Banca & Finanças O conselho de Ricardo Salgado contado por quem o recebeu

O conselho de Ricardo Salgado contado por quem o recebeu

A história já tinha sido contada mas sempre na terceira pessoa. À comissão de inquérito, José Guilherme fala na primeira pessoa sobre o motivo pelo qual passou a investir em Angola.
O conselho de Ricardo Salgado contado por quem o recebeu
Duarte Roriz
Diogo Cavaleiro 31 de março de 2015 às 16:00

José Guilherme queria ir para o Leste europeu e, sabe-se agora, até terá constituído uma empresa búlgara. Um conselho de Ricardo Salgado levou-o para Angola. Mas tudo começou por causa da crise.

 

"Comecei a sentir dificuldades no sector imobiliário e da construção em 2006, já antecipando a crise que veio a instalar-se a partir de 2008. Essas dificuldades que sentia obrigaram-me a procurar novos mercados onde pudesse desenvolver a minha actividade e realizar meios de que necessitava para honrar as minhas responsabilidades", começa por responder o construtor civil.

 

Na carta que enviou à comissão parlamentar de inquérito à gestão do BES e do GES, José Guilherme relata que "tinha recebido boas indicações sobre o mercado de promoção imobiliária e da construção em países do leste europeu, em particular na Bulgária e na Polónia" "Estava inclinado a ir trabalhar para lá, tendo mesmo, se bem me recordo, chegado a constituir uma sociedade na Bulgária", continuou.

 

Mas, depois, um conselho do ex-líder do Banco Espírito Santo mudou essa intenção: "A conselho do Dr.
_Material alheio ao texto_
//! The per-lane execution loop.
//!
//! One iteration: pop a delivery (the loop's only suspension point),
//! claim the record, run the transform under the resource guard, upload
//! the output, settle the broker delivery. Every failure path performs
//! exactly one result-store write before the loop returns to idle.

use std::sync::Arc;
use std::time::Instant;

use pixelift_broker::{BrokerChannel, BrokerError, Delivery};
use pixelift_cloud::StorageProvider;
use pixelift_core::envelope::JobEnvelope;
use pixelift_core::failure::{REASON_RETRIES_EXHAUSTED, REASON_UPLOAD_ERROR};
use pixelift_core::lane::Lane;
use pixelift_core::record::{JobResult, JobStatus, Timings};
use pixelift_engine::{ResourceGuard, Transform, TransformError, TransformOutput};
use pixelift_store::{ResultStore, StoreError, TransitionPayload};
use tokio_util::sync::CancellationToken;

use crate::config::WorkerConfig;

/// A single-concurrency execution loop bound to one lane.
pub struct LaneRunner {
    lane: Lane,
    broker: Arc<dyn BrokerChannel>,
    store: Arc<ResultStore>,
    engine: Arc<dyn Transform>,
    storage: Arc<dyn StorageProvider>,
    guard: Arc<ResourceGuard>,
    config: WorkerConfig,
}

impl LaneRunner {
    #[allow(clippy::too_many_arguments)]
    pub fn new(
        lane: Lane,
        broker: Arc<dyn BrokerChannel>,
        store: Arc<ResultStore>,
        engine: Arc<dyn Transform>,
        storage: Arc<dyn StorageProvider>,
        guard: Arc<ResourceGuard>,
        config: WorkerConfig,
    ) -> Self {
        Self {
            lane,
            broker,
            store,
            engine,
            storage,
            guard,
            config,
        }
    }

    /// Run the claim/execute loop until cancelled or the broker closes.
    pub async fn run(self, cancel: CancellationToken) {
        tracing::info!(lane = %self.lane, "Worker loop started");

        loop {
            tokio::select! {
                _ = cancel.cancelled() => {
                    tracing::info!(lane = %self.lane, "Worker loop shutting down");
                    break;
                }
                popped = self.broker.pop(self.lane) => {
                    match popped {
                        Ok(delivery) => self.handle(delivery).await,
                        Err(BrokerError::Closed) => {
                            tracing::info!(lane = %self.lane, "Broker closed; worker loop exiting");
                            break;
                        }
                        Err(e) => {
                            tracing::error!(lane = %self.lane, error = %e, "Broker pop failed");
                        }
                    }
                }
            }
        }
    }

    /// Process one delivery start-to-finish.
    async fn handle(&self, delivery: Delivery) {
        let job_id = delivery.envelope.job_id;

        if !self.claim(&delivery).await {
            self.settle_ack(delivery.tag).await;
            return;
        }

        tracing::info!(
            job_id = %job_id,
            lane = %self.lane,
            redeliveries = delivery.redeliveries,
            "Job claimed",
        );

        let started = Instant::now();
        // Hold the accelerator only for the transform itself; the permit
        // is dropped before the (network-bound) upload. The cache clear
        // runs on every exit path, success or failure, and stays inside
        // the critical section so it can never interleave with the other
        // lane's in-flight transform.
        let outcome = {
            let _permit = self.guard.acquire().await;
            let outcome = self
                .engine
                .transform(self.lane, &delivery.envelope.input, &delivery.envelope.options)
                .await;
            self.guard.reset().await;
            outcome
        };

        match outcome {
            Ok(output) => self.finish_success(&delivery, output, started).await,
            Err(error) => self.finish_failure(&delivery, error).await,
        }
    }

    /// Claim the job record, or report that the delivery must be dropped.
    ///
    /// First delivery: CAS `queued -> processing`; exactly one of two
    /// duplicate deliveries wins. Redelivery after a nack: the record is
    /// already `processing` and the redelivery path bumps the attempt
    /// counter instead.
    async fn claim(&self, delivery: &Delivery) -> bool {
        let job_id = delivery.envelope.job_id;
        let claimed = if delivery.redeliveries == 0 {
            self.store
                .transition(
                    job_id,
                    JobStatus::Queued,
                    JobStatus::Processing,
                    TransitionPayload::None,
                )
                .await
        } else {
            self.store.record_redelivery(job_id).await.map(|_| ())
        };

        match claimed {
            Ok(()) => true,
            Err(StoreError::NotFound(_)) => {
                // Duplicate delivery after retention expiry.
                tracing::warn!(job_id = %job_id, "No record for delivered job; dropping");
                false
            }
            Err(StoreError::StaleTransition { actual, .. }) => {
                // Lost the claim race, or the reaper already timed it out.
                tracing::warn!(
                    job_id = %job_id,
                    status = %actual,
                    "Record not claimable; dropping delivery",
                );
                false
            }
            Err(e) => {
                tracing::error!(job_id = %job_id, error = %e, "Claim failed; dropping delivery");
                false
            }
        }
    }

    async fn finish_success(&self, delivery: &Delivery, output: TransformOutput, started: Instant) {
        let envelope = &delivery.envelope;
        let processing_ms = started.elapsed().as_millis() as u64;

        let upload_started = Instant::now();
        match self.upload_with_retries(envelope, &output).await {
            Ok(output_url) => {
                let upload_ms = upload_started.elapsed().as_millis() as u64;
                let result = JobResult {
                    output_url,
                    original_width: envelope.input.width,
                    original_height: envelope.input.height,
                    output_width: output.width,
                    output_height: output.height,
                    scale_factor: output.scale_factor,
                    output_format: envelope.options.output_format,
                    face_count: output.face_count,
                    timings: Timings {
                        processing_ms,
                        upload_ms,
                        total_ms: started.elapsed().as_millis() as u64,
                    },
                };
                self.settle_terminal(
                    envelope,
                    JobStatus::Completed,
                    TransitionPayload::Result(result),
                )
                .await;
            }
            Err(e) => {
                tracing::error!(job_id = %envelope.job_id, error = %e, "Output upload failed");
                self.settle_terminal(
                    envelope,
                    JobStatus::Failed,
                    TransitionPayload::Error(REASON_UPLOAD_ERROR.to_string()),
                )
                .await;
            }
        }
        self.settle_ack(delivery.tag).await;
    }

    /// Upload the output, retrying only the upload step. The transform
    /// output is discarded once upload retries are exhausted.
    async fn upload_with_retries(
        &self,
        envelope: &JobEnvelope,
        output: &TransformOutput,
    ) -> Result<String, pixelift_cloud::StorageError> {
        let path = format!(
            "{}/{}.{}",
            self.lane.queue_name(),
            envelope.job_id,
            envelope.options.output_format.as_str(),
        );
        let content_type = envelope.options.output_format.content_type();

        let mut last_error = None;
        for attempt in 0..=self.config.upload_retries {
            match self.storage.upload(&output.bytes, &path, content_type).await {
                Ok(url) => return Ok(url),
                Err(e) => {
                    tracing::warn!(
                        job_id = %envelope.job_id,
                        attempt,
                        error = %e,
                        "Upload attempt failed",
                    );
                    last_error = Some(e);
                }
            }
        }
        Err(last_error.expect("at least one upload attempt was made"))
    }

    async fn finish_failure(&self, delivery: &Delivery, error: TransformError) {
        let envelope = &delivery.envelope;

        let reason = if error.kind.is_retryable() {
            if delivery.redeliveries < self.config.max_retries {
                tracing::warn!(
                    job_id = %envelope.job_id,
                    kind = %error.kind,
                    redeliveries = delivery.redeliveries,
                    "Transient failure; requeueing for another attempt",
                );
                if let Err(e) = self.broker.nack(delivery.tag).await {
                    tracing::error!(job_id = %envelope.job_id, error = %e, "Nack failed");
                }
                return;
            }
            REASON_RETRIES_EXHAUSTED
        } else {
            error.kind.as_str()
        };

        tracing::warn!(
            job_id = %envelope.job_id,
            reason,
            detail = %error.message,
            "Job failed",
        );
        self.settle_terminal(
            envelope,
            JobStatus::Failed,
            TransitionPayload::Error(reason.to_string()),
        )
        .await;
        self.settle_ack(delivery.tag).await;
    }

    /// Write the terminal transition; a stale write (the reaper timed the
    /// job out first) is discarded, never resurrected.
    async fn settle_terminal(
        &self,
        envelope: &JobEnvelope,
        to: JobStatus,
        payload: TransitionPayload,
    ) {
        match self
            .store
            .transition(envelope.job_id, JobStatus::Processing, to, payload)
            .await
        {
            Ok(()) => {
                tracing::info!(job_id = %envelope.job_id, status = %to, "Job settled");
            }
            Err(StoreError::StaleTransition { actual, .. }) => {
                tracing::warn!(
                    job_id = %envelope.job_id,
                    status = %actual,
                    "Late terminal write rejected; record already settled",
                );
            }
            Err(e) => {
                tracing::error!(job_id = %envelope.job_id, error = %e, "Terminal write failed");
            }
        }
    }

    async fn settle_ack(&self, tag: pixelift_broker::DeliveryTag) {
        if let Err(e) = self.broker.ack(tag).await {
            tracing::error!(tag, error = %e, "Ack failed");
        }
    }
}
use pixelift_core::lane::Lane;

/// Tuning knobs for the worker pool.
#[derive(Debug, Clone, Copy)]
pub struct WorkerConfig {
    /// Execution loops on the upscale lane.
    pub upscale_concurrency: usize,
    /// Execution loops on the face lane.
    pub face_concurrency: usize,
    /// Maximum nack-driven redeliveries for a transient failure.
    /// A job makes at most `max_retries + 1` attempts.
    pub max_retries: u32,
    /// Additional upload attempts after a successful transform before
    /// the job fails with `upload_error`. The transform is never re-run
    /// for an upload failure.
    pub upload_retries: u32,
}

impl Default for WorkerConfig {
    fn default() -> Self {
        Self {
            upscale_concurrency: 1,
            face_concurrency: 1,
            max_retries: 3,
            upload_retries: 2,
        }
    }
}

impl WorkerConfig {
    /// Loop count for the given lane.
    pub fn concurrency(&self, lane: Lane) -> usize {
        match lane {
            Lane::Upscale => self.upscale_concurrency,
            Lane::Face => self.face_concurrency,
        }
    }
}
Ricardo Salgado, que me chamou a atenção para as dificuldades que poderia enfrentar nesses mercados e me aconselhou ponderar Angola, e também porque não sei falar outra língua que não seja o português, acabei por me decidir por Angola".

 

Esta história tem sido avançada como a justificação para a "liberalidade" de 14 milhões de euros que José Guilherme deu a Ricardo Salgado por ter apostado em Angola. Foi agora relatada pela pessoa que recebeu o conselho nas respostas à comissão de inquérito. 

 

Neste momento, o construtor civil tem participações em mais de 20 sociedades, sendo que, segundo o próprio, apenas três têm interesses ou participações em Angola.